I had to get some of the sole inserts for my shoes (cheapest ones i could find and cut them to fit). The shoes had NO padding on the bottom and I have some minor heal problems that come up from little to no padding in the soles. Also: went to my lbs to see about some road shoes and pedals (I use mountain shoes and pedals) and the guy told me that alot of times you will get hot spots from mountain shoes, but not from road shoes and pedals becasue the area of the cleat is much larger for road. 

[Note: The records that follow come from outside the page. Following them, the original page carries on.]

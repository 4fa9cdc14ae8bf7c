use std::sync::Arc;
use std::time::Duration;

use parking_lot::Mutex;
use tokio_util::sync::CancellationToken;

use ctxkit::{
    ComponentDefinition, ContextBuilder, ContextHierarchy, LifecycleState, RunOptions,
    ShutdownOptions,
};

#[tokio::test]
async fn token_shutdown_closes_children_before_root() {
    let order = Arc::new(Mutex::new(Vec::new()));
    let (o_root, o_child) = (order.clone(), order.clone());

    let root = ContextBuilder::new()
        .display_name("root")
        .component(ComponentDefinition::new("r", Arc::new(())).on_destroy(move || o_root.lock().push("root")))
        .build()
        .unwrap();
    let child = ContextBuilder::new()
        .display_name("child")
        .parent(root.clone())
        .component(ComponentDefinition::new("c", Arc::new(())).on_destroy(move || o_child.lock().push("child")))
        .build()
        .unwrap();

    let mut hierarchy = ContextHierarchy::new(root.clone());
    hierarchy.add_child("child", child.clone()).unwrap();

    let token = CancellationToken::new();
    let handle = tokio::spawn(ctxkit::run(RunOptions {
        hierarchy,
        shutdown: ShutdownOptions::Token(token.clone()),
    }));

    tokio::time::sleep(Duration::from_millis(50)).await;
    assert!(root.is_active());
    assert!(child.is_active());

    token.cancel();
    handle.await.unwrap().unwrap();

    assert_eq!(root.state(), LifecycleState::Closed);
    assert_eq!(child.state(), LifecycleState::Closed);
    assert_eq!(*order.lock(), vec!["child", "root"]);
}

#[tokio::test]
async fn future_shutdown_completes_run() {
    let root = ContextBuilder::new().build().unwrap();
    let (tx, rx) = tokio::sync::oneshot::channel::<()>();

    let handle = tokio::spawn(ctxkit::run(RunOptions {
        hierarchy: ContextHierarchy::new(root.clone()),
        shutdown: ShutdownOptions::Future(Box::pin(async move {
            let _ = rx.await;
        })),
    }));

    tokio::time::sleep(Duration::from_millis(20)).await;
    tx.send(()).unwrap();
    handle.await.unwrap().unwrap();
    assert_eq!(root.state(), LifecycleState::Closed);
}

#[tokio::test]
async fn refresh_failure_is_reported() {
    let root = ContextBuilder::new().build().unwrap();
    root.refresh().unwrap();

    let result = ctxkit::run(RunOptions {
        hierarchy: ContextHierarchy::new(root.clone()),
        shutdown: ShutdownOptions::Token(CancellationToken::new()),
    })
    .await;

    assert!(result.is_err());
    assert_eq!(root.state(), LifecycleState::Closed);
}
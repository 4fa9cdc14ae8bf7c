//! Builds the context hierarchy described by the host configuration.

use std::collections::HashMap;
use std::path::PathBuf;
use std::sync::Arc;

use anyhow::{bail, Context, Result};
use ctxkit::{
    ApplicationEvent, ComponentDefinition, ContextBuilder, ContextHierarchy, ContextLifecycleEvent,
    ContextNode, EnvironmentProvider, EventPublisher, InMemoryResources, Locale, MessageResolver,
    SimpleEventMulticaster, StandardEnvironment, StaticMessageSource, TypedListener,
};
use ctxkit_bootstrap::{ConfigProvider, ContextConfig};
use figment::{providers::Serialized, Figment};

/// Registered in the root context as `hostInfo`.
#[derive(Debug, Clone)]
pub struct HostInfo {
    pub home_dir: PathBuf,
}

/// Sources a child falls back to.
struct Level {
    node: Arc<ContextNode>,
    environment: Arc<dyn EnvironmentProvider>,
    messages: Arc<dyn MessageResolver>,
}

pub fn build_hierarchy(provider: &dyn ConfigProvider) -> Result<ContextHierarchy> {
    let host = provider
        .get_config_raw("host")
        .unwrap_or_else(|| serde_json::json!({}));
    let home_dir = host
        .get("home_dir")
        .and_then(|v| v.as_str())
        .map(PathBuf::from)
        .unwrap_or_default();

    let root = build_level(
        "root",
        provider.root_context(),
        None,
        Some(serde_json::json!({ "host": host })),
        vec![ComponentDefinition::new("hostInfo", Arc::new(HostInfo { home_dir }))],
    )
    .context("failed to build root context")?;

    let mut hierarchy = ContextHierarchy::new(root.node.clone());
    let mut built: HashMap<String, Level> = HashMap::new();
    let mut pending: Vec<&str> = provider.child_names();

    // Parents before children; stop when a pass makes no progress.
    while !pending.is_empty() {
        let before = pending.len();
        let mut waiting = Vec::new();
        for name in pending {
            let Some(cfg) = provider.child_context(name) else {
                continue;
            };
            let parent = match cfg.parent.as_deref() {
                None => &root,
                Some(p) => match built.get(p) {
                    Some(level) => level,
                    None => {
                        waiting.push(name);
                        continue;
                    }
                },
            };
            let level = build_level(name, cfg, Some(parent), None, Vec::new())
                .with_context(|| format!("failed to build context '{name}'"))?;
            hierarchy.add_child(name, level.node.clone())?;
            built.insert(name.to_string(), level);
        }
        if waiting.len() == before {
            bail!(
                "unresolvable parent for context(s): {} (unknown name or cycle)",
                waiting.join(", ")
            );
        }
        pending = waiting;
    }

    Ok(hierarchy)
}

fn build_level(
    name: &str,
    cfg: &ContextConfig,
    parent: Option<&Level>,
    ambient: Option<serde_json::Value>,
    components: Vec<ComponentDefinition>,
) -> Result<Level> {
    let environment = build_environment(cfg, parent, ambient)?;
    let messages = build_messages(cfg, parent);

    let resources = InMemoryResources::new();
    for (location, text) in &cfg.resources {
        resources.insert(location.clone(), text.clone().into_bytes());
    }

    let events = Arc::new(SimpleEventMulticaster::new());
    events.subscribe(Arc::new(TypedListener::new(
        |event: &ApplicationEvent, payload: &ContextLifecycleEvent| {
            tracing::info!(source = event.source(), event = ?payload, "lifecycle event");
        },
    )))?;

    let display_name = cfg.display_name.clone().unwrap_or_else(|| name.to_string());
    let mut builder = ContextBuilder::new()
        .display_name(display_name)
        .application_name(cfg.application_name.clone())
        .resources(Arc::new(resources))
        .events(events)
        .messages(messages.clone())
        .environment(environment.clone())
        .autowire_supported(cfg.autowire);
    if let Some(id) = &cfg.id {
        builder = builder.id(id.clone());
    }
    if let Some(parent) = parent {
        builder = builder.parent(parent.node.clone());
    }
    for component in components {
        builder = builder.component(component);
    }

    Ok(Level {
        node: builder.build()?,
        environment,
        messages,
    })
}

fn build_environment(
    cfg: &ContextConfig,
    parent: Option<&Level>,
    ambient: Option<serde_json::Value>,
) -> Result<Arc<dyn EnvironmentProvider>> {
    let mut figment = Figment::new();
    if let Some(ambient) = ambient {
        figment = figment.merge(Serialized::defaults(ambient));
    }
    figment = figment.merge(Serialized::defaults(cfg.properties.clone()));

    let mut env = StandardEnvironment::from_figment(&figment)
        .context("invalid context properties")?;
    if !cfg.profiles.is_empty() {
        env = env.with_active_profiles(cfg.profiles.iter().cloned());
    }
    if !cfg.default_profiles.is_empty() {
        env = env.with_default_profiles(cfg.default_profiles.iter().cloned());
    }
    if let Some(parent) = parent {
        env = env.with_parent(parent.environment.clone());
    }
    Ok(Arc::new(env))
}

fn build_messages(cfg: &ContextConfig, parent: Option<&Level>) -> Arc<dyn MessageResolver> {
    let mut source = StaticMessageSource::new();
    if let Some(parent) = parent {
        source = source.with_parent(parent.messages.clone());
    }
    for (locale, entries) in &cfg.messages {
        let locale = match locale.as_str() {
            "root" | "default" => Locale::root(),
            tag => Locale::new(tag),
        };
        source.add_messages(&locale, entries.iter().map(|(c, t)| (c.clone(), t.clone())));
    }
    Arc::new(source)
}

Just some info. you might find helpful.

I have yet to get road shoes/pedals. Went on a 3'45" ride the other day, never had any problems, but i did manage to break one side of my right pedal, glad mountain pedals are double sided!


----------



## kiwisimon (Oct 30, 2002)

i find if I over tighten the velcro straps I can get hot spots. loosen up the front straps and see if that helps. Switching to a thinner insole can help as well. Of course no socks.


----------



## oily666 (Apr 7, 2007)

kiwisimon said:


> i find if I over tighten the velcro straps I can get hot spots. loosen up the front straps and see if that helps. Switching to a thinner insole can help as well. Of course no socks.



What he said.


----------



## pennstater (Aug 20, 2007)

I had a bad case of a hot spot on my right foot. Changed from SPD to Look Pedals and a road shoe with a stiff carbon sole. The shoe came with a Specialized insole. Under the Specialized insole I put a thin insole from an old pair of shoes with the area of the hot spot cut out to alleviate the direct pressure. I also put Esoles in my sneakers with a cut inner sole under it in the same manner. This gave some immediate relief from the intense pain and let me resume riding and walking. 

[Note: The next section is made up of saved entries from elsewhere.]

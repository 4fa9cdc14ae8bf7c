//! Subscriber setup driven by the `logging` config section.
//!
//! Console output goes to non-blocking stderr; file output is JSON, routed
//! per subsystem to size-rotated files. `RUST_LOG`, when set, caps both.

use crate::config::{LoggingConfig, Section};
use file_rotate::{
    compression::Compression,
    suffix::{AppendTimestamp, FileLimit},
    ContentLimit, FileRotate,
};
use parking_lot::Mutex;
use std::io::{IsTerminal, Write};
use std::path::{Path, PathBuf};
use std::sync::{Arc, OnceLock};
use tracing::level_filters::LevelFilter;
use tracing::Level;
use tracing_subscriber::filter::Targets;
use tracing_subscriber::{fmt, layer::SubscriberExt, util::SubscriberInitExt, EnvFilter, Layer, Registry};

const DEFAULT_SECTION: &str = "default";
const DEFAULT_MAX_SIZE_MB: u64 = 100;

// Dropping the guard would stop the console writer thread.
static CONSOLE_GUARD: OnceLock<tracing_appender::non_blocking::WorkerGuard> = OnceLock::new();

fn parse_tracing_level(s: &str) -> Option<Level> {
    match s.to_ascii_lowercase().as_str() {
        "trace" => Some(Level::TRACE),
        "debug" => Some(Level::DEBUG),
        "info" => Some(Level::INFO),
        "warn" => Some(Level::WARN),
        "error" => Some(Level::ERROR),
        "off" | "none" => None,
        _ => Some(Level::INFO),
    }
}

/// `target` is `prefix` itself or a module below it.
fn matches_crate_prefix(target: &str, prefix: &str) -> bool {
    target
        .strip_prefix(prefix)
        .is_some_and(|rest| rest.is_empty() || rest.starts_with("::"))
}

// ================= rotating file writers =================

type Rotating = Arc<Mutex<FileRotate<AppendTimestamp>>>;

struct RotWriterHandle(Rotating);

impl Write for RotWriterHandle {
    fn write(&mut self, buf: &[u8]) -> std::io::Result<usize> {
        self.0.lock().write(buf)
    }
    fn flush(&mut self) -> std::io::Result<()> {
        self.0.lock().flush()
    }
}

/// Writes to the resolved file, or swallows the record when none applies.
struct RoutedWriterHandle(Option<RotWriterHandle>);

impl Write for RoutedWriterHandle {
    fn write(&mut self, buf: &[u8]) -> std::io::Result<usize> {
        match &mut self.0 {
            Some(w) => w.write(buf),
            None => Ok(buf.len()),
        }
    }
    fn flush(&mut self) -> std::io::Result<()> {
        match &mut self.0 {
            Some(w) => w.flush(),
            None => Ok(()),
        }
    }
}

/// Routes records to files by target prefix, e.g. `ctxkit::runtime`.
#[derive(Clone, Default)]
struct MultiFileRouter {
    default: Option<Rotating>,
    by_prefix: Vec<(String, Rotating)>,
}

impl MultiFileRouter {
    fn resolve_for(&self, target: &str) -> Option<&Rotating> {
        self.by_prefix
            .iter()
            .find(|(prefix, _)| matches_crate_prefix(target, prefix))
            .map(|(_, w)| w)
            .or(self.default.as_ref())
    }

    fn is_empty(&self) -> bool {
        self.default.is_none() && self.by_prefix.is_empty()
    }
}

impl<'a> fmt::MakeWriter<'a> for MultiFileRouter {
    type Writer = RoutedWriterHandle;

    fn make_writer(&'a self) -> Self::Writer {
        RoutedWriterHandle(self.default.clone().map(RotWriterHandle))
    }

    fn make_writer_for(&'a self, meta: &tracing::Metadata<'_>) -> Self::Writer {
        RoutedWriterHandle(self.resolve_for(meta.target()).cloned().map(RotWriterHandle))
    }
}

fn resolve_log_path(file: &str, base_dir: &Path) -> PathBuf {
    let p = Path::new(file);
    if p.is_absolute() {
        p.to_path_buf()
    } else {
        base_dir.join(p)
    }
}

/// `None` when the section has no file or the file cannot be opened.
fn open_section_file(name: &str, section: &Section, base_dir: &Path) -> Option<Rotating> {
    if section.file.trim().is_empty() {
        return None;
    }
    let log_path = resolve_log_path(&section.file, base_dir);
    if let Some(parent) = log_path.parent() {
        if let Err(e) = std::fs::create_dir_all(parent) {
            eprintln!(
                "Failed to init log file for subsystem '{name}': {} ({e})",
                log_path.display()
            );
            return None;
        }
    }

    // MaxFiles wins over Age when both are configured
    let limit = match section.max_backups {
        Some(n) => FileLimit::MaxFiles(n),
        None => FileLimit::Age(chrono::Duration::days(
            i64::from(section.max_age_days.unwrap_or(1)),
        )),
    };
    let max_bytes = section.max_size_mb.unwrap_or(DEFAULT_MAX_SIZE_MB) as usize * 1024 * 1024;

    let rot = FileRotate::new(
        &log_path,
        AppendTimestamp::default(limit),
        ContentLimit::BytesSurpassed(max_bytes),
        Compression::None,
        None,
    );
    Some(Arc::new(Mutex::new(rot)))
}

// ================= targets =================

enum SinkKind {
    Console,
    File { has_default_file: bool },
}

struct SplitConfig<'a> {
    default_section: Option<&'a Section>,
    subsystems: Vec<(&'a str, &'a Section)>,
}

fn split_config(cfg: &LoggingConfig) -> SplitConfig<'_> {
    let mut subsystems: Vec<_> = cfg
        .iter()
        .filter(|(k, _)| k.as_str() != DEFAULT_SECTION)
        .map(|(k, v)| (k.as_str(), v))
        .collect();
    // longest prefix first so nested subsystems win in the file router
    subsystems.sort_by(|a, b| b.0.len().cmp(&a.0.len()).then(a.0.cmp(b.0)));
    SplitConfig {
        default_section: cfg.get(DEFAULT_SECTION),
        subsystems,
    }
}

fn build_targets(config: &SplitConfig<'_>, kind: SinkKind) -> Targets {
    let level_of = |s: &Section| -> Option<LevelFilter> {
        let raw = match kind {
            SinkKind::Console => &s.console_level,
            SinkKind::File { .. } => &s.file_level,
        };
        parse_tracing_level(raw).map(LevelFilter::from_level)
    };

    // records outside every subsystem have nowhere to go without a default file
    let default_level = match kind {
        SinkKind::File { has_default_file: false } => LevelFilter::OFF,
        _ => config
            .default_section
            .and_then(|s| level_of(s))
            .unwrap_or(LevelFilter::INFO),
    };

    let mut targets = Targets::new().with_default(default_level);
    for (name, section) in &config.subsystems {
        // a subsystem without a file has no file sink of its own
        if matches!(kind, SinkKind::File { .. }) && section.file.trim().is_empty() {
            continue;
        }
        if let Some(level) = level_of(section) {
            targets = targets.with_target(name.to_string(), level);
        }
    }
    targets
}

fn build_file_router(config: &SplitConfig<'_>, base_dir: &Path) -> MultiFileRouter {
    let mut router = MultiFileRouter::default();
    if let Some(section) = config.default_section {
        router.default = open_section_file(DEFAULT_SECTION, section, base_dir);
    }
    for (name, section) in &config.subsystems {
        if let Some(writer) = open_section_file(name, section, base_dir) {
            router.by_prefix.push((name.to_string(), writer));
        }
    }
    router
}

// ================= init =================

/// Install the global subscriber. Relative log files resolve under `base_dir`.
/// An empty config falls back to [`init_minimal`].
pub fn init_logging(cfg: &LoggingConfig, base_dir: &Path) {
    // Bridge `log` → `tracing` before installing the subscriber
    if let Err(e) = tracing_log::LogTracer::init() {
        eprintln!("LogTracer init skipped: {e}");
    }

    let split = split_config(cfg);
    if split.default_section.is_none() && split.subsystems.is_empty() {
        init_minimal();
        return;
    }

    let router = build_file_router(&split, base_dir);
    let console_targets = build_targets(&split, SinkKind::Console);
    let file_targets = build_targets(
        &split,
        SinkKind::File {
            has_default_file: router.default.is_some(),
        },
    );

    let (nb_stderr, guard) = tracing_appender::non_blocking(std::io::stderr());
    let _ = CONSOLE_GUARD.set(guard);

    let console_layer = fmt::layer()
        .with_writer(nb_stderr)
        .with_ansi(std::io::stderr().is_terminal())
        .with_target(true)
        .with_level(true)
        .with_timer(fmt::time::UtcTime::rfc_3339())
        .with_filter(console_targets);

    let file_layer = (!router.is_empty()).then(|| {
        fmt::layer()
            .json()
            .with_ansi(false)
            .with_target(true)
            .with_level(true)
            .with_timer(fmt::time::UtcTime::rfc_3339())
            .with_writer(router)
            .with_filter(file_targets)
    });

    let _ = Registry::default()
        .with(EnvFilter::try_from_default_env().ok())
        .with(console_layer)
        .with(file_layer)
        .try_init();
}

/// INFO to stderr, capped by `RUST_LOG` when set.
pub fn init_minimal() {
    let fmt_layer = fmt::layer()
        .with_target(true)
        .with_timer(fmt::time::UtcTime::rfc_3339());

    let _ = Registry::default()
        .with(EnvFilter::try_from_default_env().ok())
        .with(fmt_layer)
        .try_init();
}

#[cfg(test)]
mod tests {
    use super::*;

    fn section(console: &str, file: &str, file_level: &str) -> Section {
        Section {
            console_level: console.into(),
            file: file.into(),
            file_level: file_level.into(),
            max_age_days: None,
            max_backups: Some(2),
            max_size_mb: Some(1),
        }
    }

    #[test]
    fn levels_parse_case_insensitively() {
        assert_eq!(parse_tracing_level("DEBUG"), Some(Level::DEBUG));
        assert_eq!(parse_tracing_level("off"), None);
        assert_eq!(parse_tracing_level("bogus"), Some(Level::INFO));
    }

    #[test]
    fn crate_prefix_respects_module_boundaries() {
        assert!(matches_crate_prefix("ctxkit", "ctxkit"));
        assert!(matches_crate_prefix("ctxkit::runtime", "ctxkit"));
        assert!(!matches_crate_prefix("ctxkit_bootstrap", "ctxkit"));
    }

    #[test]
    fn console_targets_follow_sections() {
        let mut cfg = LoggingConfig::new();
        cfg.insert("default".into(), section("warn", "", ""));
        cfg.insert("ctxkit".into(), section("debug", "", ""));
        let split = split_config(&cfg);

        let console = build_targets(&split, SinkKind::Console);
        assert!(console.would_enable("ctxkit::context", &Level::DEBUG));
        assert!(!console.would_enable("other", &Level::INFO));
        assert!(console.would_enable("other", &Level::WARN));

        // no files anywhere: file sink stays off
        let file = build_targets(&split, SinkKind::File { has_default_file: false });
        assert!(!file.would_enable("ctxkit", &Level::ERROR));
    }

    #[test]
    fn router_prefers_longest_prefix() {
        let tmp = tempfile::tempdir().unwrap();
        let mut cfg = LoggingConfig::new();
        cfg.insert("default".into(), section("info", "logs/all.log", "info"));
        cfg.insert("ctxkit".into(), section("info", "logs/core.log", "debug"));
        cfg.insert("ctxkit::runtime".into(), section("info", "logs/rt.log", "debug"));
        cfg.insert("quiet".into(), section("info", "", "debug"));
        let split = split_config(&cfg);
        let router = build_file_router(&split, tmp.path());

        assert_eq!(router.by_prefix.len(), 2);
        let rt = router.resolve_for("ctxkit::runtime::runner").unwrap();
        assert!(Arc::ptr_eq(rt, &router.by_prefix[0].1));
        let core = router.resolve_for("ctxkit::context").unwrap();
        assert!(Arc::ptr_eq(core, &router.by_prefix[1].1));
        let fallback = router.resolve_for("quiet").unwrap();
        assert!(Arc::ptr_eq(fallback, router.default.as_ref().unwrap()));
        assert!(tmp.path().join("logs").is_dir());
    }
}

Unfortunately, it took about a year for the discomfort to completely subside. But at 57 I don't heal nearly as quickly as I would like.


----------



## DBroadie (May 20, 2009)

kiwisimon said:


> i find if I over tighten the velcro straps I can get hot spots. loosen up the front straps and see if that helps. Switching to a thinner insole can help as well. Of course no socks.

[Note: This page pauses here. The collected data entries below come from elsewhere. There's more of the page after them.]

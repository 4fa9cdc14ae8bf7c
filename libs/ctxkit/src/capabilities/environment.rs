//! Environment introspection: flat properties and profiles.

use std::collections::BTreeMap;
use std::fmt;
use std::sync::Arc;

use figment::Figment;
use serde_json::Value;

use crate::errors::{ContextError, LookupKind};

pub const DEFAULT_PROFILE: &str = "default";

/// Property key under which active profiles may be listed (comma separated).
pub const ACTIVE_PROFILES_PROPERTY: &str = "profiles.active";

pub trait EnvironmentProvider: Send + Sync {
    fn property(&self, key: &str) -> Option<String>;

    fn active_profiles(&self) -> Vec<String>;

    fn default_profiles(&self) -> Vec<String> {
        vec![DEFAULT_PROFILE.to_string()]
    }

    fn contains_property(&self, key: &str) -> bool {
        self.property(key).is_some()
    }

    fn required_property(&self, key: &str) -> Result<String, ContextError> {
        self.property(key)
            .ok_or_else(|| ContextError::not_found(LookupKind::Property, key))
    }

    /// True when any of `profiles` is active. A `!name` entry matches when
    /// `name` is not active. Default profiles count when none are active.
    fn accepts_profiles(&self, profiles: &[&str]) -> bool {
        let mut active = self.active_profiles();
        if active.is_empty() {
            active = self.default_profiles();
        }
        profiles.iter().any(|p| match p.strip_prefix('!') {
            Some(negated) => !active.iter().any(|a| a == negated),
            None => active.iter().any(|a| a == p),
        })
    }
}

/// Environment backed by a flat property map, optionally layered over a parent.
#[derive(Default)]
pub struct StandardEnvironment {
    properties: BTreeMap<String, String>,
    active_profiles: Vec<String>,
    default_profiles: Vec<String>,
    parent: Option<Arc<dyn EnvironmentProvider>>,
}

impl fmt::Debug for StandardEnvironment {
    fn fmt(&self, f: &mut fmt::Formatter<'_>) -> fmt::Result {
        f.debug_struct("StandardEnvironment")
            .field("properties", &self.properties.len())
            .field("active_profiles", &self.active_profiles)
            .field("default_profiles", &self.default_profiles)
            .field("has_parent", &self.parent.is_some())
            .finish()
    }
}

impl StandardEnvironment {
    pub fn new() -> Self {
        Self::default()
    }

    /// Flatten every value of `figment` into dotted keys. Active profiles are
    /// taken from `profiles.active` when present.
    pub fn from_figment(figment: &Figment) -> Result<Self, figment::Error> {
        let root: Value = figment.extract()?;
        let mut properties = BTreeMap::new();
        flatten_into(&mut properties, String::new(), &root);

        let active_profiles = properties
            .get(ACTIVE_PROFILES_PROPERTY)
            .map(|raw| split_profiles(raw))
            .unwrap_or_default();

        Ok(Self {
            properties,
            active_profiles,
            ..Self::default()
        })
    }

    pub fn with_property(mut self, key: impl Into<String>, value: impl Into<String>) -> Self {
        self.properties.insert(key.into(), value.into());
        self
    }

    pub fn with_properties<I, K, V>(mut self, properties: I) -> Self
    where
        I: IntoIterator<Item = (K, V)>,
        K: Into<String>,
        V: Into<String>,
    {
        self.properties
            .extend(properties.into_iter().map(|(k, v)| (k.into(), v.into())));
        self
    }

    pub fn with_active_profiles<I, S>(mut self, profiles: I) -> Self
    where
        I: IntoIterator<Item = S>,
        S: Into<String>,
    {
        self.active_profiles = profiles.into_iter().map(Into::into).collect();
        self
    }

    pub fn with_default_profiles<I, S>(mut self, profiles: I) -> Self
    where
        I: IntoIterator<Item = S>,
        S: Into<String>,
    {
        self.default_profiles = profiles.into_iter().map(Into::into).collect();
        self
    }

    /// Fall back to `parent` for missing properties; its active profiles are
    /// merged into this environment's.
    pub fn with_parent(mut self, parent: Arc<dyn EnvironmentProvider>) -> Self {
        self.parent = Some(parent);
        self
    }

    pub fn property_names(&self) -> impl Iterator<Item = &str> {
        self.properties.keys().map(String::as_str)
    }
}

impl EnvironmentProvider for StandardEnvironment {
    fn property(&self, key: &str) -> Option<String> {
        self.properties
            .get(key)
            .cloned()
            .or_else(|| self.parent.as_ref().and_then(|p| p.property(key)))
    }

    fn active_profiles(&self) -> Vec<String> {
        let mut profiles = self.active_profiles.clone();
        if let Some(parent) = &self.parent {
            for p in parent.active_profiles() {
                if !profiles.contains(&p) {
                    profiles.push(p);
                }
            }
        }
        profiles
    }

    fn default_profiles(&self) -> Vec<String> {
        if self.default_profiles.is_empty() {
            vec![DEFAULT_PROFILE.to_string()]
        } else {
            self.default_profiles.clone()
        }
    }
}

fn split_profiles(raw: &str) -> Vec<String> {
    raw.split(',')
        .map(str::trim)
        .filter(|p| !p.is_empty())
        .map(str::to_string)
        .collect()
}

fn join_key(prefix: &str, key: &str) -> String {
    if prefix.is_empty() {
        key.to_string()
    } else {
        format!("{prefix}.{key}")
    }
}

/// Objects become dotted keys. Arrays of scalars become one comma-joined
/// value; arrays holding objects are indexed as `key[i]`.
fn flatten_into(out: &mut BTreeMap<String, String>, prefix: String, value: &Value) {
    match value {
        Value::Object(map) => {
            for (k, v) in map {
                flatten_into(out, join_key(&prefix, k), v);
            }
        }
        Value::Array(items) if items.iter().all(|v| !v.is_object() && !v.is_array()) => {
            let joined = items
                .iter()
                .map(scalar_to_string)
                .collect::<Vec<_>>()
                .join(",");
            out.insert(prefix, joined);
        }
        Value::Array(items) => {
            for (i, v) in items.iter().enumerate() {
                flatten_into(out, format!("{prefix}[{i}]"), v);
            }
        }
        Value::Null => {}
        scalar => {
            out.insert(prefix, scalar_to_string(scalar));
        }
    }
}

fn scalar_to_string(value: &Value) -> String {
    match value {
        Value::String(s) => s.clone(),
        Value::Null => String::new(),
        other => other.to_string(),
    }
}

I did some riding with the the velcro much looser and some fine socks, what if no socks
are to be worn as "kiwisimon" said, what about sweating if there is no socks (ie. if its hot) .
I use Look peddles but I think feet must swell when hot, if I knew this when buying the shoes I might have taken a larger size.


----------



## sanspeur (Nov 26, 2004)

*Wedges if everything else doesn't work.*

I just found wedges after sufferring through pain in my outer foot and numbness in my toes for years. if eveything else doesn't work try those. By everthing else I mean loosenning strap, cleat position, insoles (I like soles heat moldable insoles) and being fitted to your bike give them a try. The ones that I am using are LeWedge. Good luck and persevere you get it figured out. sanspeur


----------



## Blue CheeseHead (Jul 14, 2008)

In addition to tri shoes often having 2 straps that face in the opposite direction from road shoes, they are also made to wear sockless. Remember in a tri the rider is leaving the water and needs to jump on the bike as quickly as possible. Putting socks on wet feet takes too much time.


----------



## bergertron (Jan 21, 2008)

I get the same thing when I run on pavement a lot in the summer. Not every day, but when it happens it is annoying. Same suggestions?


----------



## EMB145 Driver (Aug 17, 2006)

http://www.roadbikerider.com/articles.htm#How to Solve Painful Hot Foot


----------



## Fredrico (Jun 15, 2002)

*Fwiw....*

Are you jamming down purposefully as you pedal? On a new pair of stiff shoes, that alone could cause hot spots on the balls of your feet.

I've recently had the same problem with an old pair of shoes that are starting to flex. The hot spots went away when I eased up on the pressure. I did this by spinning, pedaling lightly at a rapid cadence. When feeling the pressure, I consciously unloaded the opposite pedal with an upward motion of the leg, while following the other pedal down in a circular motion, not simply pushing down. Simple as that, the hot spots went away. You might try that on your next ride. Eventually the shoes will break in, like saddles do, and it might go away.


----------



## Mootsie (Feb 4, 2004)

Feet swell as you ride. Your shoes are too tight.


----------